Start of Source information

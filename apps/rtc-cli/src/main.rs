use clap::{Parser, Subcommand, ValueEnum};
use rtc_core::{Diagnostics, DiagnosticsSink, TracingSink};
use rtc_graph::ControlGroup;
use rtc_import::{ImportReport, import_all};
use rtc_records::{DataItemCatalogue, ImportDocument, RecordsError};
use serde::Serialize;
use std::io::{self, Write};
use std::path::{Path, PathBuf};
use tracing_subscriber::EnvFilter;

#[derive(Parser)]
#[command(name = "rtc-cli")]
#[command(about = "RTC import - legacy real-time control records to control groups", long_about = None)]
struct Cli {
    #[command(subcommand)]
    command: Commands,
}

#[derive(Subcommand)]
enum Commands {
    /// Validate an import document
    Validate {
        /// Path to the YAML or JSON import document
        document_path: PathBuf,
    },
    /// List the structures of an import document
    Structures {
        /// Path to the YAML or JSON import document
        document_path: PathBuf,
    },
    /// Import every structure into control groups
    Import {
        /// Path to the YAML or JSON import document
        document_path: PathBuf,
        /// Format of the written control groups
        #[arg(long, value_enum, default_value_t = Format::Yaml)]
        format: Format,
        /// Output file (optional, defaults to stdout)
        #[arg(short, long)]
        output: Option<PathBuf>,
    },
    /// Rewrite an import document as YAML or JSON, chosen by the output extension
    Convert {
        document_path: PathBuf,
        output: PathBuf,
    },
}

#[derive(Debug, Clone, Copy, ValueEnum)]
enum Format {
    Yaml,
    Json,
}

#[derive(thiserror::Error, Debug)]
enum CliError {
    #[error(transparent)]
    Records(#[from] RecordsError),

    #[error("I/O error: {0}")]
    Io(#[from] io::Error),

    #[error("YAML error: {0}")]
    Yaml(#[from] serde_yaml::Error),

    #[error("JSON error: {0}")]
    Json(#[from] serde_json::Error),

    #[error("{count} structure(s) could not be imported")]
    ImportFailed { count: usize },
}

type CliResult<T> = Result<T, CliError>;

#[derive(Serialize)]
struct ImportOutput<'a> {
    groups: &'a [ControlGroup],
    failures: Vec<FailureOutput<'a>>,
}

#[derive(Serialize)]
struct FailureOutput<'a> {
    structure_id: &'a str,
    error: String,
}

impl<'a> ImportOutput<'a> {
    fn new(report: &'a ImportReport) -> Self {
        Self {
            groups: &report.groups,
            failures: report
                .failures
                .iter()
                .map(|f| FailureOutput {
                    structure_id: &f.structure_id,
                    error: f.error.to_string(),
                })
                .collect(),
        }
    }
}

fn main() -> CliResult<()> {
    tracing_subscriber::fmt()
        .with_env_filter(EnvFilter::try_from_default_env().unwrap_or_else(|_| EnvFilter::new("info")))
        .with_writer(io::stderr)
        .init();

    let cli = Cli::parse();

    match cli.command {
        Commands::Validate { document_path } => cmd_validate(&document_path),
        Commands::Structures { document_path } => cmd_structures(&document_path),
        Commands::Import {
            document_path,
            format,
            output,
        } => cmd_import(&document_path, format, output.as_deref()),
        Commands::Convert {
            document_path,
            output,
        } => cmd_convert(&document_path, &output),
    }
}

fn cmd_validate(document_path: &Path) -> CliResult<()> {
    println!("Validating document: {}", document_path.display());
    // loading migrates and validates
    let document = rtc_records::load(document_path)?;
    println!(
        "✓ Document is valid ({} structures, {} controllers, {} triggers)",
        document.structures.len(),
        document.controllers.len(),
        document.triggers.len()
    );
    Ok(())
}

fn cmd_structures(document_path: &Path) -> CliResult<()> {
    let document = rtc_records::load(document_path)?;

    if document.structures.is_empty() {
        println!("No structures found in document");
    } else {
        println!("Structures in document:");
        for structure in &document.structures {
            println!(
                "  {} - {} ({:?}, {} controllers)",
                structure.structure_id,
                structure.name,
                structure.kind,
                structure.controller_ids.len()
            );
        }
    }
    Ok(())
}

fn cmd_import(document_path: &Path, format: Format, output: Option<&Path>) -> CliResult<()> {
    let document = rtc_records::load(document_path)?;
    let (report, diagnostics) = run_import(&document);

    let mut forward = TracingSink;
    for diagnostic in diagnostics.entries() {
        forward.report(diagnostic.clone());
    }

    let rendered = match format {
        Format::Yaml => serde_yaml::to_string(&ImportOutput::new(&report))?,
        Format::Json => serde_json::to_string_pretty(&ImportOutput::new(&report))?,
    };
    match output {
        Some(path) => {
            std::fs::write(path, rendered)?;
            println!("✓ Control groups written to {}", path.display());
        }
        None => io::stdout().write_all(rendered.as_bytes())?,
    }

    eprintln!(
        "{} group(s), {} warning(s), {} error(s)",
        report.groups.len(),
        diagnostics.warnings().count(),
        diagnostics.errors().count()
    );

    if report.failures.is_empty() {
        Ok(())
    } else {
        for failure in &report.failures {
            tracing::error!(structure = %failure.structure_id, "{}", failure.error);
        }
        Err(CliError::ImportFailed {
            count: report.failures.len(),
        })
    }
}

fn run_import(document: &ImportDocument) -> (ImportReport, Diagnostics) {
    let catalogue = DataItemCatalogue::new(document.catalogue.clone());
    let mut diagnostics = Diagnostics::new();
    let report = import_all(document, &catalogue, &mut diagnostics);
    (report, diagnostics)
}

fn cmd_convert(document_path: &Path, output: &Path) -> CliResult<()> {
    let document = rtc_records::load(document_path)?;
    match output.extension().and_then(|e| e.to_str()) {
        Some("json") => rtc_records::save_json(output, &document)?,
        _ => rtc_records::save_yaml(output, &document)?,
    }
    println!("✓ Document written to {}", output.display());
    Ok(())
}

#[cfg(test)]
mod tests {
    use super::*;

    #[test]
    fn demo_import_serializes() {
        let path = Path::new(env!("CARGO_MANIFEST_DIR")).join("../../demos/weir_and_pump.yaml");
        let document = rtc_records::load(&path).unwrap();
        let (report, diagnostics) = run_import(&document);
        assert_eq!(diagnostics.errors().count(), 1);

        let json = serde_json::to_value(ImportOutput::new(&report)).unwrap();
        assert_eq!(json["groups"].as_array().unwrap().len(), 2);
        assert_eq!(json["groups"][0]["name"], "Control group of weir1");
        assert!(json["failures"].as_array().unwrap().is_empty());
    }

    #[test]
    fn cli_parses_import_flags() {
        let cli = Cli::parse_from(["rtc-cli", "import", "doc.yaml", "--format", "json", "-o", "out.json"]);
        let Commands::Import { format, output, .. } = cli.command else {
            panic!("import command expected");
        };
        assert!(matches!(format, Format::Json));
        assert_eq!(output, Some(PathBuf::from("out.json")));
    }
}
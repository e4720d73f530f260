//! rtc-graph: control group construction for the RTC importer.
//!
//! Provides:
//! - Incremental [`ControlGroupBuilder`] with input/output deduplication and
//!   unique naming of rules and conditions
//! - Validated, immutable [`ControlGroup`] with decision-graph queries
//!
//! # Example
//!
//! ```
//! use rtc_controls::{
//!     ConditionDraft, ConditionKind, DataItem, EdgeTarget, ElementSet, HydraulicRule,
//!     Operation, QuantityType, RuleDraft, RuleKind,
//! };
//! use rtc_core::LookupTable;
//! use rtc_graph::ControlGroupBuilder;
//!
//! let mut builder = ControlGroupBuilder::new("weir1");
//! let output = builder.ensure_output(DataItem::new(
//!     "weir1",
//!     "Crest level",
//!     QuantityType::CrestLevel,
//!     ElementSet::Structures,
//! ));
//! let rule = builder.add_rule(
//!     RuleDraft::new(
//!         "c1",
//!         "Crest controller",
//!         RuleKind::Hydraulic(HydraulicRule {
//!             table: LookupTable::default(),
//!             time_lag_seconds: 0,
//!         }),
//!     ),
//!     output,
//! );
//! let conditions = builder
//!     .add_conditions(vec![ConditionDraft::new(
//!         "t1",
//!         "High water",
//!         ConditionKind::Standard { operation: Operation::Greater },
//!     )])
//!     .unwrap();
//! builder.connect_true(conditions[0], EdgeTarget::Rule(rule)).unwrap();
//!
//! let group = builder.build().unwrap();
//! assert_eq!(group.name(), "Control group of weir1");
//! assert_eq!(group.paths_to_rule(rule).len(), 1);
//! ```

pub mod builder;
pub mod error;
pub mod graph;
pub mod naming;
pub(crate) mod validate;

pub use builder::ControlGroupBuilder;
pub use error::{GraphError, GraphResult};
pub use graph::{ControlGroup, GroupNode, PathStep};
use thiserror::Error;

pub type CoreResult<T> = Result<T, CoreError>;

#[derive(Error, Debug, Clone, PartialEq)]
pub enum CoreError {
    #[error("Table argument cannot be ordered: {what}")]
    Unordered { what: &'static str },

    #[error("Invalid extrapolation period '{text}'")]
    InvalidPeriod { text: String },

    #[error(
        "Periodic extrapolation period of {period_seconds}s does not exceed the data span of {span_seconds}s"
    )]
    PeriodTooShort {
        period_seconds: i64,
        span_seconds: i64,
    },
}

End of Source information

■ The problem: All lines with the word "text" should be copied from the material above.

■ Response to this task:
    #[error("Invalid extrapolation period '{text}'")]
    InvalidPeriod { text: String },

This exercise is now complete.